In Grecia, tra il 1967 e il 1974, una giunta militare prese il potere sospendendo la democrazia e attuando una repressione sistematica del dissenso politico. Centinaia furono gli arrestati, i torturati e gli esiliati.
A Cuba, dopo la rivoluzione del 1959, il regime guidato da Fidel Castro instaurò un comunismo a partito unico che sopravvive ancora oggi. Pur vantando progressi nel campo dell’istruzione e della sanità, il regime ha sistematicamente limitato le libertà civili e represso ogni opposizione. Le stime parlano di un numero di vittime compreso tra le diecimila e le centomila.
Nel 1979, con la rivoluzione islamica in Iran, si instaurò una repubblica teocratica che sopravvive ancora oggi. L’imposizione della legge islamica ha limitato profondamente i diritti delle donne, delle minoranze religiose e dei dissidenti. Le esecuzioni politiche e religiose si sono susseguite con regolarità, in un clima di controllo e intimidazione.

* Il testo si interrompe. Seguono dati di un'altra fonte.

//! Model snapshots.
//!
//! A snapshot is a plain value holding both vocabularies, every scoring
//! unit's weights and bias, the hyperparameters and training metadata. It can
//! be stored as pretty JSON or as compact bincode; [`ModelSnapshot::load`]
//! tells the two apart by the first byte.

use std::fs::File;
use std::io::{BufReader, BufWriter, Write};
use std::path::Path;

use serde::{Deserialize, Serialize};

use crate::classifier::config::TrainingConfig;
use crate::classifier::encoder::ExampleEncoder;
use crate::classifier::linear::LinearClassifier;
use crate::classifier::model::{IntentModel, ModelMetadata};
use crate::classifier::types::NONE_LABEL;
use crate::classifier::vocabulary::Vocabulary;
use crate::error::{GlaiveError, Result};

/// Current snapshot layout version.
pub const SNAPSHOT_VERSION: u32 = 1;

/// On-disk encoding of a snapshot.
#[derive(Debug, Clone, Copy, PartialEq, Eq, Default)]
pub enum SnapshotFormat {
    #[default]
    Json,
    Binary,
}

/// Weights and bias of one label.
#[derive(Debug, Clone, PartialEq, Serialize, Deserialize)]
pub struct ScoringUnitSnapshot {
    /// One weight per input feature, in feature vocabulary order.
    pub weights: Vec<f64>,
    pub bias: f64,
}

/// Complete serializable state of a trained model.
#[derive(Debug, Clone, PartialEq, Serialize, Deserialize)]
pub struct ModelSnapshot {
    pub version: u32,
    /// Input feature keys in index order.
    pub features: Vocabulary,
    /// Labels in index order; `units[i]` belongs to `labels[i]`.
    pub labels: Vocabulary,
    pub units: Vec<ScoringUnitSnapshot>,
    /// Hyperparameters used for training.
    pub config: TrainingConfig,
    pub metadata: ModelMetadata,
}

impl ModelSnapshot {
    /// Write the snapshot to `path`.
    pub fn save<P: AsRef<Path>>(&self, path: P, format: SnapshotFormat) -> Result<()> {
        match format {
            SnapshotFormat::Json => self.save_json(path),
            SnapshotFormat::Binary => self.save_binary(path),
        }
    }

    /// Read a snapshot written in either format.
    pub fn load<P: AsRef<Path>>(path: P) -> Result<Self> {
        let bytes = std::fs::read(path)?;
        match Self::detect_format(&bytes) {
            SnapshotFormat::Json => Self::from_json_slice(&bytes),
            SnapshotFormat::Binary => Self::from_binary_slice(&bytes),
        }
    }

    /// Guess the encoding of raw snapshot bytes.
    pub fn detect_format(bytes: &[u8]) -> SnapshotFormat {
        match bytes.iter().find(|b| !b.is_ascii_whitespace()) {
            Some(b'{') => SnapshotFormat::Json,
            _ => SnapshotFormat::Binary,
        }
    }

    pub fn save_json<P: AsRef<Path>>(&self, path: P) -> Result<()> {
        let mut writer = BufWriter::new(File::create(path)?);
        serde_json::to_writer_pretty(&mut writer, self)?;
        writer.flush()?;
        Ok(())
    }

    pub fn load_json<P: AsRef<Path>>(path: P) -> Result<Self> {
        let reader = BufReader::new(File::open(path)?);
        let snapshot: ModelSnapshot = serde_json::from_reader(reader)?;
        snapshot.check_version()?;
        Ok(snapshot)
    }

    pub fn save_binary<P: AsRef<Path>>(&self, path: P) -> Result<()> {
        let mut writer = BufWriter::new(File::create(path)?);
        bincode::serialize_into(&mut writer, self)?;
        writer.flush()?;
        Ok(())
    }

    pub fn load_binary<P: AsRef<Path>>(path: P) -> Result<Self> {
        let reader = BufReader::new(File::open(path)?);
        let snapshot: ModelSnapshot = bincode::deserialize_from(reader)?;
        snapshot.check_version()?;
        Ok(snapshot)
    }

    pub fn to_json_string(&self) -> Result<String> {
        Ok(serde_json::to_string_pretty(self)?)
    }

    pub fn from_json_slice(bytes: &[u8]) -> Result<Self> {
        let snapshot: ModelSnapshot = serde_json::from_slice(bytes)?;
        snapshot.check_version()?;
        Ok(snapshot)
    }

    pub fn to_binary(&self) -> Result<Vec<u8>> {
        Ok(bincode::serialize(self)?)
    }

    pub fn from_binary_slice(bytes: &[u8]) -> Result<Self> {
        let snapshot: ModelSnapshot = bincode::deserialize(bytes)?;
        snapshot.check_version()?;
        Ok(snapshot)
    }

    fn check_version(&self) -> Result<()> {
        if self.version != SNAPSHOT_VERSION {
            return Err(GlaiveError::snapshot(format!(
                "unsupported snapshot version {} (expected {SNAPSHOT_VERSION})",
                self.version
            )));
        }
        Ok(())
    }
}

impl IntentModel {
    /// Export the full model state.
    pub fn to_snapshot(&self) -> ModelSnapshot {
        let classifier = self.classifier();
        let units = (0..classifier.num_labels())
            .map(|label| ScoringUnitSnapshot {
                weights: classifier.row(label).to_vec(),
                bias: classifier.bias(label),
            })
            .collect();

        ModelSnapshot {
            version: SNAPSHOT_VERSION,
            features: self.encoder().features().clone(),
            labels: self.encoder().labels().clone(),
            units,
            config: self.config().clone(),
            metadata: self.metadata().clone(),
        }
    }

    /// Rebuild a model from a snapshot, validating its consistency.
    pub fn from_snapshot(snapshot: ModelSnapshot) -> Result<Self> {
        snapshot.check_version()?;
        snapshot.config.validate()?;
        if !snapshot.labels.contains(NONE_LABEL) {
            return Err(GlaiveError::snapshot(format!(
                "label vocabulary lacks the {NONE_LABEL:?} label"
            )));
        }
        if snapshot.units.len() != snapshot.labels.len() {
            return Err(GlaiveError::snapshot(format!(
                "{} scoring units for {} labels",
                snapshot.units.len(),
                snapshot.labels.len()
            )));
        }

        let num_features = snapshot.features.len();
        let (rows, biases) = snapshot
            .units
            .into_iter()
            .map(|unit| (unit.weights, unit.bias))
            .unzip();
        let classifier = LinearClassifier::from_rows(rows, biases, num_features)?;
        let encoder = ExampleEncoder::new(snapshot.features, snapshot.labels)?;

        IntentModel::new(encoder, classifier, snapshot.config, snapshot.metadata)
    }

    /// Save the model to `path`.
    pub fn save<P: AsRef<Path>>(&self, path: P, format: SnapshotFormat) -> Result<()> {
        self.to_snapshot().save(path, format)
    }

    /// Load a model saved in either format.
    pub fn load<P: AsRef<Path>>(path: P) -> Result<Self> {
        Self::from_snapshot(ModelSnapshot::load(path)?)
    }
}
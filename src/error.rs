//! Error types for the Glaive library.
//!
//! All fallible operations return [`GlaiveError`] through the crate-wide
//! [`Result`] alias. Inference on an untrained model is *not* an error: it is
//! reported through [`crate::classifier::Classification::Untrained`].
//!
//! # Examples
//!
//! ```
//! use glaive::error::{GlaiveError, Result};
//!
//! fn check_corpus(len: usize) -> Result<()> {
//!     if len == 0 {
//!         return Err(GlaiveError::corpus("training corpus is empty"));
//!     }
//!     Ok(())
//! }
//!
//! assert!(check_corpus(0).is_err());
//! ```

use std::io;

use thiserror::Error;

/// The main error type for Glaive operations.
#[derive(Error, Debug)]
pub enum GlaiveError {
    /// I/O errors (reading corpora, writing snapshots, etc.)
    #[error("I/O error: {0}")]
    Io(#[from] io::Error),

    /// Invalid hyperparameters or hyperparameter combinations
    #[error("Configuration error: {0}")]
    Config(String),

    /// Empty or malformed training corpus
    #[error("Corpus error: {0}")]
    Corpus(String),

    /// Vocabulary inconsistencies
    #[error("Vocabulary error: {0}")]
    Vocabulary(String),

    /// Snapshot that does not describe a consistent model
    #[error("Snapshot error: {0}")]
    Snapshot(String),

    /// Operation cancelled
    #[error("Operation cancelled: {0}")]
    OperationCancelled(String),

    /// JSON serialization/deserialization errors
    #[error("JSON error: {0}")]
    Json(#[from] serde_json::Error),

    /// Binary serialization/deserialization errors
    #[error("Binary encoding error: {0}")]
    Binary(#[from] bincode::Error),

    /// Invalid arguments and lookups of missing items
    #[error("Error: {0}")]
    Other(String),
}

/// Result type alias for operations that may fail with GlaiveError.
pub type Result<T> = std::result::Result<T, GlaiveError>;

impl GlaiveError {
    /// Create a new configuration error.
    pub fn config<S: Into<String>>(msg: S) -> Self {
        GlaiveError::Config(msg.into())
    }

    /// Create a new corpus error.
    pub fn corpus<S: Into<String>>(msg: S) -> Self {
        GlaiveError::Corpus(msg.into())
    }

    /// Create a new vocabulary error.
    pub fn vocabulary<S: Into<String>>(msg: S) -> Self {
        GlaiveError::Vocabulary(msg.into())
    }

    /// Create a new snapshot error.
    pub fn snapshot<S: Into<String>>(msg: S) -> Self {
        GlaiveError::Snapshot(msg.into())
    }

    /// Create a new invalid argument error.
    pub fn invalid_argument<S: Into<String>>(msg: S) -> Self {
        GlaiveError::Other(format!("Invalid argument: {}", msg.into()))
    }

    /// Create a new not found error.
    pub fn not_found<S: Into<String>>(msg: S) -> Self {
        GlaiveError::Other(format!("Not found: {}", msg.into()))
    }

    /// Create a new cancelled error.
    pub fn cancelled<S: Into<String>>(msg: S) -> Self {
        GlaiveError::OperationCancelled(msg.into())
    }
}
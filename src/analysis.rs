//! Text-to-feature boundary for Glaive.
//!
//! The classification core never looks at raw text. It consumes
//! [`FeatureSet`]s produced by a [`FeatureExtractor`], which owns
//! tokenization, stemming, stopword removal and any spelling correction.
//! [`SimpleFeatureExtractor`] is a small reference implementation based on
//! Unicode word boundaries.

pub mod extractor;
pub mod feature_set;

// Re-export commonly used types
pub use extractor::*;
pub use feature_set::*;
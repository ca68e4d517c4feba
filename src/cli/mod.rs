//! Command Line Interface for Glaive.

pub mod args;
pub mod commands;
pub mod output;

// Re-export commonly used types
pub use args::*;
pub use commands::*;
pub use output::*;
//! Bidirectional key ↔ dense index mapping.
//!
//! The same structure backs both the input feature vocabulary and the output
//! label vocabulary. Indices are handed out in first-seen order and never
//! change, because scoring-unit weight rows are addressed positionally.

use ahash::AHashMap;
use serde::{Deserialize, Serialize};

use crate::classifier::types::{NONE_LABEL, TrainingExample};
use crate::error::{GlaiveError, Result};

/// Append-only, insertion-ordered vocabulary.
///
/// Serialized as the plain list of keys in index order; the reverse map is
/// rebuilt on load.
#[derive(Debug, Clone, Default, Serialize, Deserialize)]
#[serde(try_from = "Vec<String>", into = "Vec<String>")]
pub struct Vocabulary {
    index: AHashMap<String, usize>,
    keys: Vec<String>,
}

impl Vocabulary {
    /// Create an empty vocabulary.
    pub fn new() -> Self {
        Self::default()
    }

    /// Build a vocabulary from keys, in order. Duplicates keep their first index.
    pub fn from_keys<I, S>(keys: I) -> Self
    where
        I: IntoIterator<Item = S>,
        S: Into<String>,
    {
        let mut vocabulary = Self::new();
        for key in keys {
            vocabulary.add(key);
        }
        vocabulary
    }

    /// Build the input feature vocabulary of a corpus, in corpus order.
    pub fn build_features(examples: &[TrainingExample]) -> Self {
        Self::from_keys(examples.iter().flat_map(|e| e.features.keys()))
    }

    /// Build the output label vocabulary of a corpus, in corpus order.
    ///
    /// Unlabelled examples contribute the None label.
    pub fn build_labels(examples: &[TrainingExample]) -> Self {
        Self::from_keys(examples.iter().map(|e| e.target().unwrap_or(NONE_LABEL)))
    }

    /// Add a key if unseen; returns its index either way.
    pub fn add<S: Into<String>>(&mut self, key: S) -> usize {
        let key = key.into();
        if let Some(&idx) = self.index.get(&key) {
            return idx;
        }
        let idx = self.keys.len();
        self.index.insert(key.clone(), idx);
        self.keys.push(key);
        idx
    }

    /// Index of a key, or `None` if it was never added.
    pub fn index_of(&self, key: &str) -> Option<usize> {
        self.index.get(key).copied()
    }

    /// Key stored at an index.
    pub fn key(&self, index: usize) -> Option<&str> {
        self.keys.get(index).map(String::as_str)
    }

    /// Check whether a key is known.
    pub fn contains(&self, key: &str) -> bool {
        self.index.contains_key(key)
    }

    /// Number of indices.
    pub fn len(&self) -> usize {
        self.keys.len()
    }

    /// Check whether the vocabulary is empty.
    pub fn is_empty(&self) -> bool {
        self.keys.is_empty()
    }

    /// Keys in index order.
    pub fn keys(&self) -> &[String] {
        &self.keys
    }
}

impl PartialEq for Vocabulary {
    fn eq(&self, other: &Self) -> bool {
        self.keys == other.keys
    }
}

impl Eq for Vocabulary {}

impl TryFrom<Vec<String>> for Vocabulary {
    type Error = GlaiveError;

    fn try_from(keys: Vec<String>) -> Result<Self> {
        let expected = keys.len();
        let vocabulary = Vocabulary::from_keys(keys);
        if vocabulary.len() != expected {
            return Err(GlaiveError::vocabulary(format!(
                "duplicate keys: {} entries but only {} distinct",
                expected,
                vocabulary.len()
            )));
        }
        Ok(vocabulary)
    }
}

impl From<Vocabulary> for Vec<String> {
    fn from(vocabulary: Vocabulary) -> Self {
        vocabulary.keys
    }
}
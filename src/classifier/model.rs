//! Trained intent model and inference.
//!
//! An [`IntentModel`] is immutable once produced by the trainer or loaded
//! from a snapshot. Every inference method is a pure read, so one model can
//! be shared across threads behind an `Arc`.

use std::collections::HashMap;
use std::sync::Arc;

use parking_lot::RwLock;
use rayon::prelude::*;
use serde::{Deserialize, Serialize};

use crate::analysis::FeatureSet;
use crate::classifier::IntentClassifier;
use crate::classifier::config::TrainingConfig;
use crate::classifier::encoder::{ExampleEncoder, SparseVector};
use crate::classifier::linear::LinearClassifier;
use crate::classifier::types::{LabelScore, NONE_FEATURE, NONE_LABEL};
use crate::error::{GlaiveError, Result};

/// Information about how a model was trained.
#[derive(Debug, Clone, PartialEq, Serialize, Deserialize)]
pub struct ModelMetadata {
    /// Training timestamp.
    pub trained_at: chrono::DateTime<chrono::Utc>,
    /// Number of encoded training examples, synthetic none example included.
    pub training_examples: usize,
    /// Completed iterations.
    pub iterations: usize,
    /// Final aggregate error, absent when no iteration completed.
    pub final_error: Option<f64>,
}

/// Result of classifying against a model that may not exist yet.
#[derive(Debug, Clone, PartialEq)]
pub enum Classification {
    /// No trained state is available.
    Untrained,
    /// Labels ranked by descending confidence.
    Ranked(Vec<LabelScore>),
}

impl Classification {
    /// Check whether a trained model produced this result.
    pub fn is_trained(&self) -> bool {
        matches!(self, Classification::Ranked(_))
    }

    /// Ranked scores, if trained.
    pub fn scores(&self) -> Option<&[LabelScore]> {
        match self {
            Classification::Untrained => None,
            Classification::Ranked(scores) => Some(scores),
        }
    }

    /// Best label, if trained.
    pub fn top(&self) -> Option<&LabelScore> {
        self.scores().and_then(|scores| scores.first())
    }
}

/// One active feature's share of a raw score.
#[derive(Debug, Clone, PartialEq, Serialize, Deserialize)]
pub struct FeatureContribution {
    /// Feature key.
    pub feature: String,
    /// Input value of the feature.
    pub value: f64,
    /// Learned weight of the feature for the explained label.
    pub weight: f64,
    /// `weight * value`.
    pub contribution: f64,
}

/// Breakdown of a label's raw score for one input.
#[derive(Debug, Clone, PartialEq, Serialize, Deserialize)]
pub struct Explanation {
    /// Explained label.
    pub label: String,
    /// Contributions of the active features, in input order.
    pub contributions: Vec<FeatureContribution>,
    /// Bias of the label's scoring unit.
    pub bias: f64,
    /// Raw (pre-normalization) score.
    pub raw_score: f64,
}

impl Explanation {
    /// Sum of all contributions plus the bias.
    pub fn total(&self) -> f64 {
        self.contributions
            .iter()
            .fold(self.bias, |sum, c| sum + c.contribution)
    }
}

/// Outcome of [`IntentModel::evaluate`].
#[derive(Debug, Clone, PartialEq, Serialize, Deserialize)]
pub struct Evaluation {
    /// Number of evaluated samples.
    pub total: usize,
    /// Samples whose top label matched the expected intent.
    pub correct: usize,
    /// `correct / total`, 0 for an empty set.
    pub accuracy: f64,
    /// Per-sample hit flags, in input order.
    pub hits: Vec<bool>,
}

/// A trained intent classifier.
#[derive(Debug, Clone, PartialEq)]
pub struct IntentModel {
    encoder: ExampleEncoder,
    classifier: LinearClassifier,
    config: TrainingConfig,
    metadata: ModelMetadata,
}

Più recentemente, lo Stato Islamico (ISIS), tra il 2014 e il 2019, ha instaurato un regime del terrore in aree della Siria e dell’Iraq. Basato su una lettura estremista e violenta dell’Islam, ha provocato decine di migliaia di vittime attraverso massacri, schiavitù sessuale, distruzione di patrimoni culturali e pulizie etniche.
Guardando questo lungo e doloroso elenco, forse nemmeno esaustivo, appare evidente che i totalitarismi e i regimi autoritari non appartengono a una sola parte della storia o a una sola ideologia. Eppure, troppo spesso nel dibattito pubblico, sui media, nelle scuole, la memoria è parziale. Si ricorda solo quello che fa comodo come se il male fosse solo da una parte. Per rispetto delle vittime, per onestà intellettuale e per educare le nuove generazioni alla libertà come valore universale, non ideologico occorrerebbe ricordare tutto.